■ **EXERCISE OBJECTIVE**
Using the string "classified" as the key, pull each matching line out of the records below.
BEGIN RECORDS FOR PROCESSING
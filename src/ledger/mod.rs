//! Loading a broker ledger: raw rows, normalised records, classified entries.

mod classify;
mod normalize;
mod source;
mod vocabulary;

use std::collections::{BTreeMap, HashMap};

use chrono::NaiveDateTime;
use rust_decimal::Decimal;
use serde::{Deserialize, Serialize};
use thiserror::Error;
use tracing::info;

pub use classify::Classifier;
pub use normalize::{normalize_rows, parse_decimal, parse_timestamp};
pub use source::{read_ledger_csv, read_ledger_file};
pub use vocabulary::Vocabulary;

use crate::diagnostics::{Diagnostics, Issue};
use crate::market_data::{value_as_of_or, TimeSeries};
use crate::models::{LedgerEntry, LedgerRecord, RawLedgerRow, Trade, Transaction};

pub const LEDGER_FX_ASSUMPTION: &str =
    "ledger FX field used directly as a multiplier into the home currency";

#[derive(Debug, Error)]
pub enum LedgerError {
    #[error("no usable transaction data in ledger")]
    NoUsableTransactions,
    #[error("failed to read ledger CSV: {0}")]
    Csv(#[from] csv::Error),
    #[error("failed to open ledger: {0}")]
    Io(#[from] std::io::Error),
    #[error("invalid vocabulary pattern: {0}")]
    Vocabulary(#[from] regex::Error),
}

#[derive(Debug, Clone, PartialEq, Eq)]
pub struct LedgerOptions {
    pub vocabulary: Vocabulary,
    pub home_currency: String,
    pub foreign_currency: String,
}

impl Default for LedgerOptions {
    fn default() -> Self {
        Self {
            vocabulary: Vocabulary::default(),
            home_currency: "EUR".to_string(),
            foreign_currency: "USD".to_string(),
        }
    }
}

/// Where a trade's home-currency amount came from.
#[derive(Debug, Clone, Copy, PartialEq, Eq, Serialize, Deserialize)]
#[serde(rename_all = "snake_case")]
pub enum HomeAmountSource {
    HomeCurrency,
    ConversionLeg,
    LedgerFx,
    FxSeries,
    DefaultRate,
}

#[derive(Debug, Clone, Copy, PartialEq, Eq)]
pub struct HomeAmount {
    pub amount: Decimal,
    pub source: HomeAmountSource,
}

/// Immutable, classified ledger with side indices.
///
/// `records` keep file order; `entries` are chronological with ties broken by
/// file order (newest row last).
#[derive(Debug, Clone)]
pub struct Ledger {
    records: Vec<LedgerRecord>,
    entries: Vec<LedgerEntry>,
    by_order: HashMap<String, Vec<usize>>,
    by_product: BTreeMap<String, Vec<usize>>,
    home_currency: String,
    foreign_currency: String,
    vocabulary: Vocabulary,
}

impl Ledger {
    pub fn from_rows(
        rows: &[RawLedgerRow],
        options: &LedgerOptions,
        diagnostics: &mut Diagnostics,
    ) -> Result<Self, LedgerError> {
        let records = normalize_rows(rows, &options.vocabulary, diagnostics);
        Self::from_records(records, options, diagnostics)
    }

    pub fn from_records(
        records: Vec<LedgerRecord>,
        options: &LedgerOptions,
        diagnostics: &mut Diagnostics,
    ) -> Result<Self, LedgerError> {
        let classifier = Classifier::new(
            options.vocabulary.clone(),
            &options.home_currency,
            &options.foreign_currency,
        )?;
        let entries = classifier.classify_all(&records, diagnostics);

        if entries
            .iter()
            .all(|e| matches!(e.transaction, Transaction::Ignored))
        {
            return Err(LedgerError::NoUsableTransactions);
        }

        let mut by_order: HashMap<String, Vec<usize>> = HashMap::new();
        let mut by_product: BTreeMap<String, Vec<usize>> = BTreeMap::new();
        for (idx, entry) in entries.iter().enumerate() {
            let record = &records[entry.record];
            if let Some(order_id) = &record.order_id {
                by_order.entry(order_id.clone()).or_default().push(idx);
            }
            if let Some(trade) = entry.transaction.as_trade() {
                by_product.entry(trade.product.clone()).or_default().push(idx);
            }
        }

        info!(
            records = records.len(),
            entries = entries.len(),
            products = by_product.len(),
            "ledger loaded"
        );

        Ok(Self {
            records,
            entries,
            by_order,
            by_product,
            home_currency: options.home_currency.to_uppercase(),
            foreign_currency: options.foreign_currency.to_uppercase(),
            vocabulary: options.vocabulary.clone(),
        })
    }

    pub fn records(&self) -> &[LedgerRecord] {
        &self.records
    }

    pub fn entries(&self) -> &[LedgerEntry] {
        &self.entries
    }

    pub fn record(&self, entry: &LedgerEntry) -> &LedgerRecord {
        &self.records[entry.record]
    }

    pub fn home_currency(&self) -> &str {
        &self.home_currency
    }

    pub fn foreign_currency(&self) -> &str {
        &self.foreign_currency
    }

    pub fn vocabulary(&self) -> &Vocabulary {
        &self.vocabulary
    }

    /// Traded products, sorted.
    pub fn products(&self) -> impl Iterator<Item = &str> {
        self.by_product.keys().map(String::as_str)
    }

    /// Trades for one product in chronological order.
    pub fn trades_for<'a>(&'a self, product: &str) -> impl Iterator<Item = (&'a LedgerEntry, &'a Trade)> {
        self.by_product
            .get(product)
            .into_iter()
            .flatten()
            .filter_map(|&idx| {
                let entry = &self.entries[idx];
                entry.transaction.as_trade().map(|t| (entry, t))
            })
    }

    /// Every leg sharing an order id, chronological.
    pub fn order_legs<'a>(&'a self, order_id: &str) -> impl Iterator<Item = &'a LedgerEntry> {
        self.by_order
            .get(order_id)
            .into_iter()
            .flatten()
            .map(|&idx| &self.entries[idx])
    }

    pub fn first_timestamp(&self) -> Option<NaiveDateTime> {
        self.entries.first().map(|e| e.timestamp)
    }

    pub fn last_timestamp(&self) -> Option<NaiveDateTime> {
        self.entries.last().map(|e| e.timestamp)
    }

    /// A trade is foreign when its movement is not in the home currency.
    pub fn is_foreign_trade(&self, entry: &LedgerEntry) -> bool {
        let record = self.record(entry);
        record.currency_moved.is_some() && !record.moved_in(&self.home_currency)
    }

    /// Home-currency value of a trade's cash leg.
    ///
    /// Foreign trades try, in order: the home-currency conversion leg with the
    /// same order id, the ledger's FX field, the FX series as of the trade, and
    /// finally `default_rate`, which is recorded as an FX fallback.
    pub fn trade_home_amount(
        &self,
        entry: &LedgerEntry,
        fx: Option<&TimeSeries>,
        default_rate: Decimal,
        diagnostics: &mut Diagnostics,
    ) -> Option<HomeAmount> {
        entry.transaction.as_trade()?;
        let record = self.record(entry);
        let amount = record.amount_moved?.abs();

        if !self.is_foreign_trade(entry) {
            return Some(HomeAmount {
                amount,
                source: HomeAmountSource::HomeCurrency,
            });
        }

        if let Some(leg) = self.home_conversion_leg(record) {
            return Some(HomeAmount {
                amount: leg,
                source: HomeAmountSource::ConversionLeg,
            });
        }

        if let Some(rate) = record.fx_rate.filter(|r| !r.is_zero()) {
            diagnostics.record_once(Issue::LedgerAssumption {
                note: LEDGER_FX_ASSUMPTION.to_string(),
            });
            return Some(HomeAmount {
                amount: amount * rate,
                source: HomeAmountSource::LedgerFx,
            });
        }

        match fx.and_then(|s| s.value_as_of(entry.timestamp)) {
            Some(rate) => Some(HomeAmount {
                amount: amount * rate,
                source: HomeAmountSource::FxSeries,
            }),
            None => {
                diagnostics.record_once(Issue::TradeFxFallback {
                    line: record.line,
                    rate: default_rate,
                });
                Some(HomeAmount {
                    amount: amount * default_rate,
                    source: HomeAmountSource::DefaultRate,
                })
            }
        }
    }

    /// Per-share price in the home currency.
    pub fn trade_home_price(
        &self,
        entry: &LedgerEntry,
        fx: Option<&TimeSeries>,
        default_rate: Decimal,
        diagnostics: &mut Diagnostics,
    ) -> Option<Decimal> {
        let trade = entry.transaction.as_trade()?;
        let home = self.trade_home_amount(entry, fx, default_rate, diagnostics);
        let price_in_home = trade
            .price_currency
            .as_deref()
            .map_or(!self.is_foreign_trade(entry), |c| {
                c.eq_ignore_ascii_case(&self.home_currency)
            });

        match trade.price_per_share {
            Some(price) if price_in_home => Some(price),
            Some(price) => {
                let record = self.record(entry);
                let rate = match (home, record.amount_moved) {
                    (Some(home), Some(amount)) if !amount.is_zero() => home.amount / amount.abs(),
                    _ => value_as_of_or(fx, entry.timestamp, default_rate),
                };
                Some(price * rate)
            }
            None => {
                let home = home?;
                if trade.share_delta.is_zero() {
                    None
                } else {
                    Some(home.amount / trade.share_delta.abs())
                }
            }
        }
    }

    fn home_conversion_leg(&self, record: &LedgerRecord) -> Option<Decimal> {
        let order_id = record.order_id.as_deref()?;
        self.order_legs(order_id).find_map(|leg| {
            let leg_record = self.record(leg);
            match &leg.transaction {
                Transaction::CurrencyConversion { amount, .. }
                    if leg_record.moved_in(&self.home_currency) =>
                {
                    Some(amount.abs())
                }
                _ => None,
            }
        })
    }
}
END RECORDS FOR PROCESSING
BEGIN RECORDS FOR PROCESSING
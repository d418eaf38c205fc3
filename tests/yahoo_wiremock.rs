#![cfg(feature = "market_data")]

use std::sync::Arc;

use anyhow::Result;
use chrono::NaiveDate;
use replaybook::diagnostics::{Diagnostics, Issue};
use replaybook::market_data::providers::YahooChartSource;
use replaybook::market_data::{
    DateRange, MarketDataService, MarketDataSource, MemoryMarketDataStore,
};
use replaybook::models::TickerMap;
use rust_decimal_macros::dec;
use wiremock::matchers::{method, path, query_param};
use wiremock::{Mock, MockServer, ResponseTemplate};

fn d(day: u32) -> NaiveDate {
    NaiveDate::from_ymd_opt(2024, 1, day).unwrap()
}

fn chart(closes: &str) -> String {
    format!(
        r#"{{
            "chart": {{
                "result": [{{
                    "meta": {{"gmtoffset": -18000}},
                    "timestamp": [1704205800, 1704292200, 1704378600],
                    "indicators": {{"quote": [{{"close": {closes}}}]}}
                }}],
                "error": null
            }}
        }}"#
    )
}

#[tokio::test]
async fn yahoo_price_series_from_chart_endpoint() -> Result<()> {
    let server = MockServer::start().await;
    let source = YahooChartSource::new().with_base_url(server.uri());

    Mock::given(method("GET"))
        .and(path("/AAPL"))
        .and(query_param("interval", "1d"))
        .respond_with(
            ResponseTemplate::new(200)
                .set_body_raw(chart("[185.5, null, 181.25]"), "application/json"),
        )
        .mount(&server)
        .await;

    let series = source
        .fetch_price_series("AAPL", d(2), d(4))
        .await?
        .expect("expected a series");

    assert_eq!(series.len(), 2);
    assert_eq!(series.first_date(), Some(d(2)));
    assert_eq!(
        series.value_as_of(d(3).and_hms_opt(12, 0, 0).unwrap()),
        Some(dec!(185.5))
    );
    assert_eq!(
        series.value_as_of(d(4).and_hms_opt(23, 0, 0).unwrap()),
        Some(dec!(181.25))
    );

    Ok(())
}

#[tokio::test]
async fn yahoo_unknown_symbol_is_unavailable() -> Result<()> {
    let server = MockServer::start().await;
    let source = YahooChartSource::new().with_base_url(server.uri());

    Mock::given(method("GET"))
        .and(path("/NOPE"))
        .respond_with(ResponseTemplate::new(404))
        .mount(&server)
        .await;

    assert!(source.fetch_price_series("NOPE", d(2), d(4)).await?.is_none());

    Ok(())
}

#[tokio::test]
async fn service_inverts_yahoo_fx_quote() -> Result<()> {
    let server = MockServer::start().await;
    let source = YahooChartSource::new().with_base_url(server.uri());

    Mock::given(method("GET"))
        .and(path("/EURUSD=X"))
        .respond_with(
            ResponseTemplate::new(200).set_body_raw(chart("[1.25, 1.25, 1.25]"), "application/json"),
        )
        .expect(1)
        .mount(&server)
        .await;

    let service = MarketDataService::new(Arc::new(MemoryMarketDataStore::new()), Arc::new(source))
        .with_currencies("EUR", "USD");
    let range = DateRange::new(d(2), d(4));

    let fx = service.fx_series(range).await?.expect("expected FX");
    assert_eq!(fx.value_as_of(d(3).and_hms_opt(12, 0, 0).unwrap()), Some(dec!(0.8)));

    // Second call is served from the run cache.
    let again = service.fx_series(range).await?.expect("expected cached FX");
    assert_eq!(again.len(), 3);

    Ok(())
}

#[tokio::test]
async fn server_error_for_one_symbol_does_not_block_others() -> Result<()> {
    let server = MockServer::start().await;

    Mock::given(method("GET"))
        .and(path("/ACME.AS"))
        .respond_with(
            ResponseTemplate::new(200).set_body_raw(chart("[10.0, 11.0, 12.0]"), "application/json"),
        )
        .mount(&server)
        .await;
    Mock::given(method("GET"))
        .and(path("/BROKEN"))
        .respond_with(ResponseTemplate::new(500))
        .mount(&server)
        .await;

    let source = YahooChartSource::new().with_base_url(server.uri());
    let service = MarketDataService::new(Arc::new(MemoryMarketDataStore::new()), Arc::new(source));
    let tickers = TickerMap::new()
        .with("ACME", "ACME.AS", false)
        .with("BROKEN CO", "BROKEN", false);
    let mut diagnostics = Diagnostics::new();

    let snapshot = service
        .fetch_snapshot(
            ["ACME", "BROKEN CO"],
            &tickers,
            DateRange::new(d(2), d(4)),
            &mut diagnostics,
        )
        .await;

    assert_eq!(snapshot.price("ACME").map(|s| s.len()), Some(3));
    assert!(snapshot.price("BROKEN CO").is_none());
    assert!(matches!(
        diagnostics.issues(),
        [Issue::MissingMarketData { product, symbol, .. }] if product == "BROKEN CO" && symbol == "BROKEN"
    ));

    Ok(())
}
END RECORDS FOR PROCESSING
■ **YOUR SOLUTION**
//! Loading a broker ledger: raw rows, normalised records, classified entries.
/// Immutable, classified ledger with side indices.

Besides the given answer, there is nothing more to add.